По утверждению Александра Бренера, еще Аристотель в одном из своих трудов заметил, что «работа есть у сапожника, а у человека работы быть не может» (очень приблизительный перевод).
Так и Малевич, разделяя свои работы условно на две группы «живопись труда» и «живопись покоя», относился при этом к труду очень презрительно. Любую работу (здесь следует учесть, что не любой род деятельности Малевич считал «работой») он называл «харчевой», то есть таковой, которая впоследствии принесет «харч» (еду), а состояние ничегонеделания он считал благословенным.
Так Малевич и занимался живописью – обдумывал следующую работу буквально сутками, а рисовал ее за несколько минут. Логично предположить, что мыслительная деятельность это не работа по Малевичу, а вот то самое состояние покоя, которое при этом (снова обращаясь к его религиозности) и может привести человека в рай.

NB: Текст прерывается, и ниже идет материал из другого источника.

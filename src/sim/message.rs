//! Simulation output and log message formats.

use std::collections::HashMap;
use std::fmt;

use serde::{Deserialize, Deserializer, Serialize};
use serde_json::Value;

/// Simulation time in seconds since the Unix epoch.
///
/// Accepts a JSON integer, float, or numeric string on input and always
/// serializes as an integer.
#[derive(Debug, Clone, Copy, PartialEq, Eq, PartialOrd, Ord, Hash, Serialize)]
#[serde(transparent)]
pub struct Timestamp(pub i64);

impl Timestamp {
    pub fn seconds(self) -> i64 {
        self.0
    }
}

impl fmt::Display for Timestamp {
    fn fmt(&self, f: &mut fmt::Formatter<'_>) -> fmt::Result {
        write!(f, "{}", self.0)
    }
}

#[derive(Deserialize)]
#[serde(untagged)]
enum RawTimestamp {
    Int(i64),
    Float(f64),
    Text(String),
}

impl<'de> Deserialize<'de> for Timestamp {
    fn deserialize<D: Deserializer<'de>>(deserializer: D) -> Result<Self, D::Error> {
        match RawTimestamp::deserialize(deserializer)? {
            RawTimestamp::Int(secs) => Ok(Timestamp(secs)),
            RawTimestamp::Float(secs) => Ok(Timestamp(secs.trunc() as i64)),
            RawTimestamp::Text(text) => {
                let text = text.trim();
                text.parse::<i64>()
                    .or_else(|_| text.parse::<f64>().map(|f| f.trunc() as i64))
                    .map(Timestamp)
                    .map_err(|_| serde::de::Error::custom(format!("invalid timestamp {text:?}")))
            }
        }
    }
}

/// Envelope published on the simulation output topic.
#[derive(Debug, Clone, Deserialize)]
pub struct SimulationOutput {
    #[serde(default)]
    pub simulation_id: Option<Value>,
    pub message: OutputMessage,
}

/// One timestep of measurements keyed by measurement mRID.
#[derive(Debug, Clone, Deserialize)]
pub struct OutputMessage {
    pub timestamp: Timestamp,
    #[serde(default)]
    pub measurements: HashMap<String, MeasurementValue>,
}

/// Value of one measurement; analogs carry magnitude and angle, discretes a value.
#[derive(Debug, Clone, Default, PartialEq, Deserialize)]
pub struct MeasurementValue {
    #[serde(default)]
    pub measurement_mrid: Option<String>,
    #[serde(default)]
    pub magnitude: Option<f64>,
    /// Degrees.
    #[serde(default)]
    pub angle: Option<f64>,
    #[serde(default)]
    pub value: Option<i64>,
}

/// Process status reported on the simulation log topic.
#[derive(Debug, Clone, Copy, PartialEq, Eq, Deserialize)]
#[serde(rename_all = "SCREAMING_SNAKE_CASE")]
pub enum SimulationStatus {
    Starting,
    Started,
    Running,
    Paused,
    Resumed,
    Stopped,
    Complete,
    Closed,
    Error,
    #[serde(other)]
    Unknown,
}

impl SimulationStatus {
    /// No further output follows a terminal status.
    pub fn is_terminal(self) -> bool {
        matches!(
            self,
            SimulationStatus::Complete
                | SimulationStatus::Closed
                | SimulationStatus::Stopped
                | SimulationStatus::Error
        )
    }
}

/// Entry published on the simulation log topic.
#[derive(Debug, Clone, Deserialize)]
#[serde(rename_all = "camelCase")]
pub struct SimulationLog {
    pub process_status: SimulationStatus,
    #[serde(default)]
    pub log_message: Option<String>,
    #[serde(default)]
    pub log_level: Option<String>,
}

/// Parses a log entry, returning `None` for bodies without a process status.
pub fn parse_log(body: &Value) -> Option<SimulationLog> {
    SimulationLog::deserialize(body).ok()
}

На вопрос во время обсуждения можно ли трактовать лень по-Малевичу уже не состоятельной, в связи с тем, что современное общество требует постоянного вовлечения в деятельность, работу, участие в каких-то движениях, Александр Бренер предположил, что теперь лень — это не бездеятельность или «особый род деятельности» (как любил говорить сам Малевич), а сознательный отказ от вовлечения себя куда-либо, и сообразно с тем, как Джорджо Агамбен во время своей лекции разбил ноутбук одному из студентов, призывая того не превращаться в управляемого субъекта, и нам тоже следовало бы осознать механизмы управления над нами и сознательно обрезать ниточки, за которые нас дергают. Лектор заметил, что лень Малевича следует выбрать, сделать ее самоцелью, а не средством ухода от реальности. Логично предположить, что согласно этой концепции, чем больше мыслящих людей сделает выбор в пользу лени, тем свободней станет общество.
Но это, от себя добавлю, будет уже не совсем о Малевиче, а скорее о том, что может сделать с его многочисленными идеями тот самый разум, к которому сам великий художник относился критично, называя его тем средством, которое приведет к уничтожению всей жизни.